The Bootleg fire exploded from 61 square miles (about 158 square kilometers) on Friday to 120 square miles (about 311 square kilometers) on Saturday, the NBC Association KGW8 reports. The fire has caused mandatory evacuation and is threatening about 3,000 homes and buildings, the Oregon Fire Marshal’s Office said.
As the fire quickly spiraled out of control Friday night, California Governor Gavin Newsom sent declaration of emergencies in order to “mitigate the demands caused by heat”, but emphasizing the network to the extreme. The order waived the license to use backup power generation and called on residents and companies to save energy during hours of high demand on Friday.
The energy crisis continued to worsen over the weekend. It was issued by the California Independent System Operator, which operates the California power grid network warning for Saturday night because he predicted a potential energy shortage. The state lost 5,500 megawatts of power as a result of the Bootleg fire, said California Executive Director Elliot Mainzer. press conference on Saturday.
“It’s a significant part of the state’s power supply,” Maizer said, according to Los Angeles Times.

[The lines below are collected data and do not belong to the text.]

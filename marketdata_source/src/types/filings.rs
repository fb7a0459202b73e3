//! Raw shape of the filings provider's JSON response.

use serde::{Deserialize, Serialize};

use crate::Error;

/// Literal token the provider sends in place of a missing value.
pub const NULL_TOKEN: &str = "null";

#[derive(Serialize, Deserialize)]
pub struct FilingsResponse {
    pub result: Option<FilingsResult>,
}

#[derive(Serialize, Deserialize)]
pub struct FilingsResult {
    pub rows: Option<Vec<FilingsRow>>,
}

/// One reported statement as a flat list of `{field, value}` pairs.
#[derive(Serialize, Deserialize)]
pub struct FilingsRow {
    pub values: Vec<FieldEntry>,
}

#[derive(Serialize, Deserialize)]
pub struct FieldEntry {
    pub field: String,
    #[serde(default)]
    pub value: serde_json::Value,
}

impl FilingsResponse {
    /// Parses a response body, requiring the `result.rows` path to exist.
    pub fn parse(body: &str) -> Result<FilingsResponse, Error> {
        serde_json::from_str(body).map_err(|e| Error::MalformedResponse(e.to_string()))
    }

    pub fn into_rows(self) -> Result<Vec<FilingsRow>, Error> {
        self.result
            .ok_or_else(|| Error::MalformedResponse("missing `result` object".to_string()))?
            .rows
            .ok_or_else(|| Error::MalformedResponse("missing `result.rows` list".to_string()))
    }
}

impl FieldEntry {
    /// Returns the value as text, or `None` when it is absent, JSON `null`, or
    /// the provider's `"null"` token. Numbers and booleans are rendered as text;
    /// numbers keep the digits the provider sent.
    pub fn text(&self) -> Option<String> {
        match &self.value {
            serde_json::Value::Null => None,
            serde_json::Value::String(s) if s == NULL_TOKEN => None,
            serde_json::Value::String(s) => Some(s.clone()),
            other => Some(other.to_string()),
        }
    }
}

#[cfg(test)]
mod tests {
    use super::*;

    fn entry(value: serde_json::Value) -> FieldEntry {
        FieldEntry {
            field: "netincome".to_string(),
            value,
        }
    }

    #[test]
    fn null_token_and_json_null_have_no_text() {
        assert_eq!(entry(serde_json::json!("null")).text(), None);
        assert_eq!(entry(serde_json::Value::Null).text(), None);
    }

    #[test]
    fn null_token_is_case_sensitive() {
        assert_eq!(entry(serde_json::json!("NULL")).text().as_deref(), Some("NULL"));
    }

    #[test]
    fn numbers_and_flags_become_text() {
        assert_eq!(entry(serde_json::json!(42)).text().as_deref(), Some("42"));
        assert_eq!(entry(serde_json::json!(12.5)).text().as_deref(), Some("12.5"));
        assert_eq!(entry(serde_json::json!(true)).text().as_deref(), Some("true"));
    }

    #[test]
    fn numbers_keep_source_digits() {
        let parsed: FieldEntry =
            serde_json::from_str(r#"{"field": "totalrevenue", "value": 12345678901234.567}"#)
                .unwrap();
        assert_eq!(parsed.text().as_deref(), Some("12345678901234.567"));
    }

    #[test]
    fn missing_value_defaults_to_null() {
        let parsed: FieldEntry = serde_json::from_str(r#"{"field": "ebit"}"#).unwrap();
        assert_eq!(parsed.text(), None);
    }

    #[test]
    fn missing_rows_is_malformed() {
        let resp = FilingsResponse::parse(r#"{"result": {"totalrows": 0}}"#).unwrap();
        let err = resp.into_rows().err().unwrap();
        assert!(err.to_string().contains("result.rows"));
    }

    #[test]
    fn missing_result_is_malformed() {
        let resp = FilingsResponse::parse(r#"{"errors": []}"#).unwrap();
        assert!(matches!(resp.into_rows(), Err(Error::MalformedResponse(_))));
    }

    #[test]
    fn invalid_json_is_malformed() {
        assert!(matches!(
            FilingsResponse::parse("<html>Service Unavailable</html>"),
            Err(Error::MalformedResponse(_))
        ));
    }
}
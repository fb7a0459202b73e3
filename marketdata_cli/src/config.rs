//! Runtime settings read from the environment (and a `.env` file, if present).

use anyhow::{Context, Result};
use marketdata_source::{
    PriceClient, StatementClient, FILINGS_BASE_URL, HISTORY_BASE_URL, QUOTE_BASE_URL,
};

pub const APP_KEY_VAR: &str = "MARKETDATA_EDGAR_APP_KEY";
pub const QUOTE_URL_VAR: &str = "MARKETDATA_QUOTE_URL";
pub const HISTORY_URL_VAR: &str = "MARKETDATA_HISTORY_URL";
pub const EDGAR_URL_VAR: &str = "MARKETDATA_EDGAR_URL";

#[derive(Debug, Default)]
pub struct Settings {
    pub edgar_app_key: Option<String>,
    pub quote_url: Option<String>,
    pub history_url: Option<String>,
    pub edgar_url: Option<String>,
}

impl Settings {
    pub fn from_env() -> Self {
        // A missing .env file is fine; real environment variables still apply.
        let _ = dotenvy::dotenv();
        Self {
            edgar_app_key: env_string(APP_KEY_VAR),
            quote_url: env_string(QUOTE_URL_VAR),
            history_url: env_string(HISTORY_URL_VAR),
            edgar_url: env_string(EDGAR_URL_VAR),
        }
    }

    pub fn price_client(&self) -> Result<PriceClient> {
        let quote = self.quote_url.as_deref().unwrap_or(QUOTE_BASE_URL);
        let history = self.history_url.as_deref().unwrap_or(HISTORY_BASE_URL);
        Ok(PriceClient::with_base_urls(quote, history)?)
    }

    /// The filings provider needs an application key; fails without one.
    pub fn statement_client(&self) -> Result<StatementClient> {
        let app_key = self
            .edgar_app_key
            .as_deref()
            .with_context(|| format!("{} is not set", APP_KEY_VAR))?;
        let base = self.edgar_url.as_deref().unwrap_or(FILINGS_BASE_URL);
        Ok(StatementClient::with_base_url(base, app_key)?)
    }
}

fn env_string(key: &str) -> Option<String> {
    std::env::var(key)
        .ok()
        .map(|val| val.trim().to_string())
        .filter(|val| !val.is_empty())
}
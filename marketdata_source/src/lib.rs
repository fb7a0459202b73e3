//! Clients for two market-data providers: a CSV quote/history feed and a JSON
//! filings feed, mapped into typed records.
//!
//! Price lookups are fail-soft (`get_*` returns a zero-valued record on any
//! failure, `try_get_*` surfaces the error). Statement lookups are fail-hard.

mod client;
mod convert;
mod errors;
pub mod fields;
mod query;
pub mod types;
pub use self::client::{
    PriceClient, StatementClient, FILINGS_BASE_URL, HISTORY_BASE_URL, QUOTE_BASE_URL,
};
pub use self::errors::Error;
pub use self::query::{HistoricalQuery, Query, QuoteQuery, StatementQuery};
//! Locale-independent conversions for provider text values.
//!
//! Decimals always use `.` as the decimal separator and `,` as the group
//! separator, so results do not depend on the host environment.

use std::str::FromStr;

use chrono::NaiveDate;
use rust_decimal::Decimal;

const DATE_FORMATS: &[&str] = &["%Y-%m-%d", "%m/%d/%Y"];

/// Parses a decimal, accepting `,` group separators in the integer part
/// (`1,234.00`). Separators after the decimal point are rejected.
pub(crate) fn parse_decimal(text: &str) -> Result<Decimal, String> {
    let trimmed = text.trim();
    let (integer, fraction) = trimmed.split_at(trimmed.find('.').unwrap_or(trimmed.len()));
    if fraction.contains(',') {
        return Err("group separator after decimal point".to_string());
    }
    let mut digits: String = integer.chars().filter(|c| *c != ',').collect();
    digits.push_str(fraction);
    Decimal::from_str(&digits).map_err(|e| e.to_string())
}

pub(crate) fn parse_flag(text: &str) -> Result<bool, String> {
    let trimmed = text.trim();
    if trimmed.eq_ignore_ascii_case("true") {
        Ok(true)
    } else if trimmed.eq_ignore_ascii_case("false") {
        Ok(false)
    } else {
        Err("expected true or false".to_string())
    }
}

pub(crate) fn parse_integer(text: &str) -> Result<i32, String> {
    text.trim().parse::<i32>().map_err(|e| e.to_string())
}

/// Parses a calendar date, discarding any time-of-day component.
///
/// Accepts `YYYY-MM-DD` and `MM/DD/YYYY`, optionally followed by a time
/// separated by `T` or a space (`2016-07-28T00:00:00Z`, `7/28/2016 12:00:00 AM`).
pub(crate) fn parse_date(text: &str) -> Result<NaiveDate, String> {
    let trimmed = text.trim();
    let date_part = trimmed.split(&['T', ' '][..]).next().unwrap_or(trimmed);
    DATE_FORMATS
        .iter()
        .find_map(|fmt| NaiveDate::parse_from_str(date_part, fmt).ok())
        .ok_or_else(|| format!("unrecognized date {:?}", trimmed))
}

It may even be an understatement. For context, in 2020 the agency declared phase 3 a state of emergency for the first time for the eye 20 years after an unexpected power plant loss of 470 megawatts, along with a loss of nearly 1,000 megawatts from wind.

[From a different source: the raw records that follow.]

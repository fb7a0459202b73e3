mod common;
pub use self::common::Query;

mod quote;
pub use self::quote::QuoteQuery;

mod historical;
pub use self::historical::HistoricalQuery;

mod statement;
pub use self::statement::StatementQuery;
mod commands;
mod config;
mod output;
mod validation;

use anyhow::Result;
use clap::{Parser, Subcommand};

use crate::config::Settings;
use crate::output::OutputFormat;

#[derive(Parser)]
#[command(name = "marketdata")]
#[command(about = "Fetch equity quotes, daily history and annual financial statements")]
struct Cli {
    /// Output format
    #[arg(long, value_enum, default_value = "table", global = true)]
    output: OutputFormat,

    #[command(subcommand)]
    command: Commands,
}

#[derive(Subcommand)]
enum Commands {
    /// Show the current quote for a ticker
    Quote(commands::quote::QuoteArgs),
    /// List daily bars for a ticker over a date range
    History(commands::history::HistoryArgs),
    /// List annual financial statements for a ticker
    Statements(commands::statements::StatementsArgs),
}

#[tokio::main]
async fn main() -> Result<()> {
    tracing_subscriber::fmt()
        .with_env_filter(
            tracing_subscriber::EnvFilter::from_default_env()
                .add_directive("marketdata=info".parse()?),
        )
        .with_target(false)
        .init();

    let cli = Cli::parse();

    let format = cli.output.clone();

    let settings = Settings::from_env();

    match &cli.command {
        Commands::Quote(args) => commands::quote::run(args, &settings, &format).await?,
        Commands::History(args) => commands::history::run(args, &settings, &format).await?,
        Commands::Statements(args) => commands::statements::run(args, &settings, &format).await?,
    }

    Ok(())
}

#[cfg(test)]
mod tests {
    use super::*;

    #[test]
    fn output_defaults_to_table() {
        let cli = Cli::try_parse_from(["marketdata", "quote", "MSFT"]).unwrap();
        assert_eq!(cli.output, OutputFormat::Table);
    }

    #[test]
    fn output_is_global() {
        let cli = Cli::try_parse_from(["marketdata", "quote", "MSFT", "--output", "csv"]).unwrap();
        assert_eq!(cli.output, OutputFormat::Csv);
        let cli = Cli::try_parse_from(["marketdata", "--output", "json", "statements", "CDI"]).unwrap();
        assert_eq!(cli.output, OutputFormat::Json);
    }

    #[test]
    fn unknown_output_is_rejected() {
        assert!(Cli::try_parse_from(["marketdata", "--output", "xml", "quote", "MSFT"]).is_err());
    }
}
//! The `statements` subcommand: lists annual financial statements for a ticker.

use anyhow::Result;
use clap::Args;

use crate::config::Settings;
use crate::output::{print_json, print_statements_csv, print_statements_table, OutputFormat};
use crate::validation;

/// Arguments for the `statements` subcommand.
///
/// Requires `MARKETDATA_EDGAR_APP_KEY`. Table and CSV output show a summary per
/// statement; JSON output carries every mapped field.
#[derive(Args)]
pub struct StatementsArgs {
    /// Ticker symbol
    pub ticker: String,
}

pub async fn run(args: &StatementsArgs, settings: &Settings, format: &OutputFormat) -> Result<()> {
    let ticker = validation::validate_ticker(&args.ticker)?;
    let client = settings.statement_client()?;
    let statements = client.get_financial_statements(&ticker).await?;

    eprintln!("{} statements for {}", statements.len(), ticker);

    match format {
        OutputFormat::Table => print_statements_table(&statements),
        OutputFormat::Json => print_json(&statements),
        OutputFormat::Csv => print_statements_csv(&statements)?,
    }

    Ok(())
}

Oregon firefighters are also working to fight a large fire in Douglas County, which has grown to more than 37.7 square miles and contains 10% of the Sabbath, according to an OSFM update. In Northern California, two fires caused by lightning continued to rage over 72 miles (72 miles) north of Lake Tahoe over the weekend. One of the fires has grown so fast that it has creating its own lightning“That’s why.” it can obviously happen!
Rising temperatures and widespread drought conditions have further exacerbated firefighting efforts. It hit Death Valley National Park in California on Friday 130 degrees Fahrenheit (54.4 degrees Celsius), one of the warmest temperatures ever reliably recorded on Earth.
More than 1,200 firefighters in California are using planes to help put out the blaze. The air is so dry that some of the water released by these planes evaporated before it reached the ground, state fire agency Lisa Cox told the AP.
“We expect more of the same the day after and the day after and the day after,” Cox said.